Required work: Output only the lines below from the one containing "command is given)" to the one containing "#[derive(Parser, Debug)]", exactly as written, both ends kept.

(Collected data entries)
· · · ·

//! # Fleet Configuration
//!
//! Loads a [`FleetConfig`] from TOML.
//!
//! Resolution order:
//! 1. `--config <path>` on the command line
//! 2. the `DRONE_CONFIG` environment variable
//! 3. the built-in default fleet
//!
//! ```toml
//! [single_responsibility]
//! name = "Hummingbird"
//!
//! [open_closed]
//! name = "Falcon"
//! model = "Y"
//!
//! [[dependency_inversion.drones]]
//! name = "Hummingbird#1"
//! controller = "NBCFB X-20B"
//! ```

use drone_core::{DroneError, FleetConfig};
use std::path::{Path, PathBuf};

/// Environment variable naming a fleet configuration file.
pub const CONFIG_ENV: &str = "DRONE_CONFIG";

/// Largest fleet file accepted (64 KiB).
pub const MAX_CONFIG_FILE_SIZE: u64 = 64 * 1024;

/// Pick the configuration path: explicit flag first, then `DRONE_CONFIG`.
pub fn resolve_path(flag: Option<&Path>) -> Option<PathBuf> {
    flag.map(Path::to_path_buf).or_else(|| {
        std::env::var_os(CONFIG_ENV)
            .filter(|v| !v.is_empty())
            .map(PathBuf::from)
    })
}

/// Load the fleet for this run, falling back to defaults when no path is set.
pub fn load_or_default(flag: Option<&Path>) -> Result<FleetConfig, DroneError> {
    match resolve_path(flag) {
        Some(path) => load(&path),
        None => {
            tracing::debug!("No fleet configuration given, using defaults");
            Ok(FleetConfig::default())
        }
    }
}

/// Read and parse a TOML fleet file.
pub fn load(path: &Path) -> Result<FleetConfig, DroneError> {
    let path = validate_file_path(path)?;
    validate_file_size(&path, MAX_CONFIG_FILE_SIZE)?;

    let text = std::fs::read_to_string(&path)
        .map_err(|e| DroneError::Config(format!("Cannot read '{}': {}", path.display(), e)))?;

    let fleet = parse(&text).map_err(|e| match e {
        DroneError::Config(msg) => {
            DroneError::Config(format!("Invalid fleet file '{}': {}", path.display(), msg))
        }
        other => other,
    })?;

    tracing::info!("Loaded fleet configuration from {}", path.display());
    Ok(fleet)
}

/// Parse and validate fleet configuration from TOML text.
pub fn parse(text: &str) -> Result<FleetConfig, DroneError> {
    let fleet: FleetConfig =
        toml::from_str(text).map_err(|e| DroneError::Config(e.to_string()))?;
    fleet.validate()?;
    Ok(fleet)
}

/// Refuse files larger than `max_size` before reading them.
fn validate_file_size(path: &Path, max_size: u64) -> Result<(), DroneError> {
    let metadata = std::fs::metadata(path)
        .map_err(|e| DroneError::Config(format!("Cannot read file metadata: {}", e)))?;

    if metadata.len() > max_size {
        return Err(DroneError::Config(format!(
            "File size {} bytes exceeds maximum allowed {} bytes",
            metadata.len(),
            max_size
        )));
    }
    Ok(())
}

/// Resolve the path and make sure it names a regular file.
fn validate_file_path(path: &Path) -> Result<PathBuf, DroneError> {
    let canonical = path.canonicalize().map_err(|e| {
        DroneError::Config(format!("Invalid config path '{}': {}", path.display(), e))
    })?;

    if !canonical.is_file() {
        return Err(DroneError::Config(format!(
            "Path '{}' is not a regular file",
            path.display()
        )));
    }

    Ok(canonical)
}
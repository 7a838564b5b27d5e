//! # Drone CLI Module
//!
//! This module implements the CLI interface for the drone demonstrations.
//!
//! ## Available Commands
//!
//! - `run` - Fly a single scenario
//! - `all` - Fly every scenario in order (also used when no command is given)
//! - `list` - List scenarios and the principle each demonstrates

mod commands;

use clap::{Parser, Subcommand};
use drone_core::DroneError;
use std::path::PathBuf;

pub use commands::*;

// =============================================================================
// CLI STRUCTURE
// =============================================================================

/// Drone - SOLID design, one drone at a time
///
/// Each scenario assembles drones from independent capabilities and
/// prints the status line of every step they take.
#[derive(Parser, Debug)]
#[command(name = "drone")]
#[command(version, about, long_about = None)]
pub struct Cli {
    /// Enable verbose (debug) logging
    #[arg(short, long, global = true)]
    pub verbose: bool,

    /// Suppress banner output
    #[arg(short, long, global = true)]
    pub quiet: bool,

    /// Path to a TOML fleet configuration (falls back to $DRONE_CONFIG)
    #[arg(short, long, global = true)]
    pub config: Option<PathBuf>,

    /// Output in JSON format (for programmatic access)
    #[arg(long, global = true)]
    pub json_mode: bool,

    /// Subcommand to execute
    #[command(subcommand)]
    pub command: Option<Commands>,
}

/// Available CLI commands.
#[derive(Subcommand, Debug)]
pub enum Commands {
    /// Fly one scenario
    Run {
        /// Scenario key (single-responsibility, open-closed,
        /// interface-segregation, dependency-inversion) or its initial
        scenario: String,
    },

    /// Fly every scenario in order
    All,

    /// List available scenarios
    List,
}

// =============================================================================
// COMMAND EXECUTION
// =============================================================================

/// The command to run; no subcommand means [`Commands::All`].
pub fn command_or_default(command: Option<Commands>) -> Commands {
    command.unwrap_or(Commands::All)
}

/// Execute the CLI with parsed arguments.
pub fn execute(cli: Cli) -> Result<(), DroneError> {
    let json_mode = cli.json_mode;

    match command_or_default(cli.command) {
        Commands::List => cmd_list(json_mode),
        command => {
            let fleet = crate::config::load_or_default(cli.config.as_deref())?;
            cmd_fly(&fleet, &command, json_mode)
        }
    }
}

· · · ·

Worked solution:
//! - `all` - Fly every scenario in order (also used when no command is given)
//! - `list` - List scenarios and the principle each demonstrates

mod commands;

use clap::{Parser, Subcommand};
use drone_core::DroneError;
use std::path::PathBuf;

pub use commands::*;

// =============================================================================
// CLI STRUCTURE
// =============================================================================

/// Drone - SOLID design, one drone at a time
///
/// Each scenario assembles drones from independent capabilities and
/// prints the status line of every step they take.
#[derive(Parser, Debug)]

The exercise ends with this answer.